É-de-morte
Contou-me que desgostava as caras peladas, a voz fingida de rouquidão, o olhar intrometido, o toque, e já abraço, tapinhas na cara, nas costas, um beijo, risadinhas carnais, os muxoxos, rebolado, a nudez, o caso é o descaso, fala alta e olhar de desprezo, gestos de nobreza, assuntos sobre pasta de dente, e o sarro na voz cheia de vogal, a oferenda, e o jeito de intimidade que aponta a pessoa.

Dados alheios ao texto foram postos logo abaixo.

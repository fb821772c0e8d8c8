use card_layout::{Face, Side};
use card_layout_runtime::*;
use tokio::sync::mpsc;

fn squares(count: usize, size: f32) -> Vec<Card> {
    (0..count)
        .map(|i| Card::single(format!("card {}", i), Face::new(Side::Front, size, size)).unwrap())
        .collect()
}

fn spawn_worker(
    cancel: CancelToken,
) -> (
    mpsc::UnboundedSender<LayoutCommand>,
    mpsc::UnboundedReceiver<LayoutUpdate>,
) {
    let (command_tx, command_rx) = mpsc::unbounded_channel();
    let (update_tx, update_rx) = mpsc::unbounded_channel();
    tokio::spawn(worker_task(command_rx, update_tx, cancel));
    (command_tx, update_rx)
}

/// Skips progress chatter and returns the next result-bearing update
async fn next_result(update_rx: &mut mpsc::UnboundedReceiver<LayoutUpdate>) -> LayoutUpdate {
    loop {
        match update_rx.recv().await {
            Some(LayoutUpdate::Progress { .. }) | Some(LayoutUpdate::Status { .. }) => continue,
            Some(update) => return update,
            None => panic!("Worker closed the update channel"),
        }
    }
}

#[tokio::test]
async fn test_layout_completes() {
    let (command_tx, mut update_rx) = spawn_worker(CancelToken::new());
    command_tx
        .send(LayoutCommand::Layout {
            cards: squares(5, 144.0),
            options: LayoutOptions::default(),
        })
        .unwrap();

    match next_result(&mut update_rx).await {
        LayoutUpdate::LayoutComplete { deck, stats } => {
            assert_eq!(deck.items().count(), 5);
            assert_eq!(stats.cards_placed, 5);
            assert_eq!(stats.pages, deck.page_count());
        }
        other => panic!("Expected LayoutComplete, got {:?}", other),
    }
}

#[tokio::test]
async fn test_layout_reports_progress() {
    let (command_tx, mut update_rx) = spawn_worker(CancelToken::new());
    command_tx
        .send(LayoutCommand::Layout {
            cards: squares(3, 72.0),
            options: LayoutOptions::default(),
        })
        .unwrap();

    let mut progress = Vec::new();
    loop {
        match update_rx.recv().await {
            Some(LayoutUpdate::Progress { current, total, .. }) => progress.push((current, total)),
            Some(LayoutUpdate::Status { .. }) => {}
            Some(LayoutUpdate::LayoutComplete { .. }) => break,
            other => panic!("Unexpected update {:?}", other),
        }
    }
    assert!(!progress.is_empty());
    assert!(progress.iter().all(|&(_, total)| total == 3));
}

#[tokio::test]
async fn test_cancelled_layout_then_recovers() {
    let cancel = CancelToken::new();
    cancel.cancel();
    let (command_tx, mut update_rx) = spawn_worker(cancel.clone());

    command_tx
        .send(LayoutCommand::Layout {
            cards: squares(4, 72.0),
            options: LayoutOptions::default(),
        })
        .unwrap();
    match next_result(&mut update_rx).await {
        LayoutUpdate::LayoutCancelled { deck } => assert_eq!(deck.items().count(), 0),
        other => panic!("Expected LayoutCancelled, got {:?}", other),
    }

    // The flag is cleared once the cancelled run has reported back
    assert!(!cancel.is_cancelled());
    command_tx
        .send(LayoutCommand::Layout {
            cards: squares(4, 72.0),
            options: LayoutOptions::default(),
        })
        .unwrap();
    assert!(matches!(
        next_result(&mut update_rx).await,
        LayoutUpdate::LayoutComplete { .. }
    ));
}

#[tokio::test]
async fn test_invalid_options_report_error() {
    let (command_tx, mut update_rx) = spawn_worker(CancelToken::new());
    command_tx
        .send(LayoutCommand::Layout {
            cards: squares(1, 72.0),
            options: LayoutOptions {
                quality: 15,
                ..Default::default()
            },
        })
        .unwrap();

    match next_result(&mut update_rx).await {
        LayoutUpdate::Error { message } => assert!(message.contains("Quality")),
        other => panic!("Expected Error, got {:?}", other),
    }
}

#[tokio::test]
async fn test_load_manifest() {
    use tempfile::NamedTempFile;

    let temp = NamedTempFile::new().unwrap();
    std::fs::write(
        temp.path(),
        "source,name,width_mm,height_mm,double_sided,copies\n\
         deck.eon,Scout,63.5,88.9,true,2\n",
    )
    .unwrap();

    let (command_tx, mut update_rx) = spawn_worker(CancelToken::new());
    command_tx
        .send(LayoutCommand::LoadManifest {
            path: temp.path().to_path_buf(),
        })
        .unwrap();

    match next_result(&mut update_rx).await {
        LayoutUpdate::ManifestLoaded { cards } => {
            assert_eq!(cards.len(), 2);
            assert!(cards.iter().all(|card| card.back.is_some()));
        }
        other => panic!("Expected ManifestLoaded, got {:?}", other),
    }
}

#[tokio::test]
async fn test_load_missing_options_reports_error() {
    let (command_tx, mut update_rx) = spawn_worker(CancelToken::new());
    command_tx
        .send(LayoutCommand::LoadOptions {
            path: "/nonexistent/layout.json".into(),
        })
        .unwrap();

    assert!(matches!(
        next_result(&mut update_rx).await,
        LayoutUpdate::Error { .. }
    ));
}

#[tokio::test]
async fn test_save_layout() {
    use tempfile::NamedTempFile;

    let (command_tx, mut update_rx) = spawn_worker(CancelToken::new());
    command_tx
        .send(LayoutCommand::Layout {
            cards: squares(2, 100.0),
            options: LayoutOptions::default(),
        })
        .unwrap();
    let deck = match next_result(&mut update_rx).await {
        LayoutUpdate::LayoutComplete { deck, .. } => deck,
        other => panic!("Expected LayoutComplete, got {:?}", other),
    };

    let temp = NamedTempFile::new().unwrap();
    command_tx
        .send(LayoutCommand::SaveLayout {
            deck: deck.clone(),
            path: temp.path().to_path_buf(),
        })
        .unwrap();
    match next_result(&mut update_rx).await {
        LayoutUpdate::Saved { path } => assert_eq!(path, temp.path()),
        other => panic!("Expected Saved, got {:?}", other),
    }

    let loaded = card_layout::load_layout(temp.path()).await.unwrap();
    assert_eq!(loaded, deck);
}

Eu lhe contei que a exclusão é nossa exclusividade, que parasse de se enganar, porque era jeitoso, que logo ia canibalizar até sentimentos, acreditar na anarquia contra a burocracia dos fuzilamentos, e amar por amar no preço, ser bandido na honestidade e na cara dura, e que por fim, o samba ia comer se enchesse mais o saco.
Ele riu, dei uma mordida na orelha dele. Ficou doido. Você é-de-morte.
Não tenho essa cara manchada na varíola não, meu irmão, aqui, arruaça é piquenique, disse para ele. Tirei o fio.
Ficou ardido que nem pimenta. Somos amigos. Inventou uns pagodes, fala sozinho, me disse que canta no banheiro e se agacha, faz macaquinho. Tenho dó. Gosto da malvadeza dele. Levava tudo muito a sério, cara hierarquizado. Mas, enfim, a gente veio para esse mundo para ajudar. Ser brasileiro é muito bonito, não se confia nem nos filhos, mas na hora do vamos-ver, a gente se junta e ninguém é capaz de soltar. E nos amamos muito, até a saideira, e é tudo, tudinho de bem.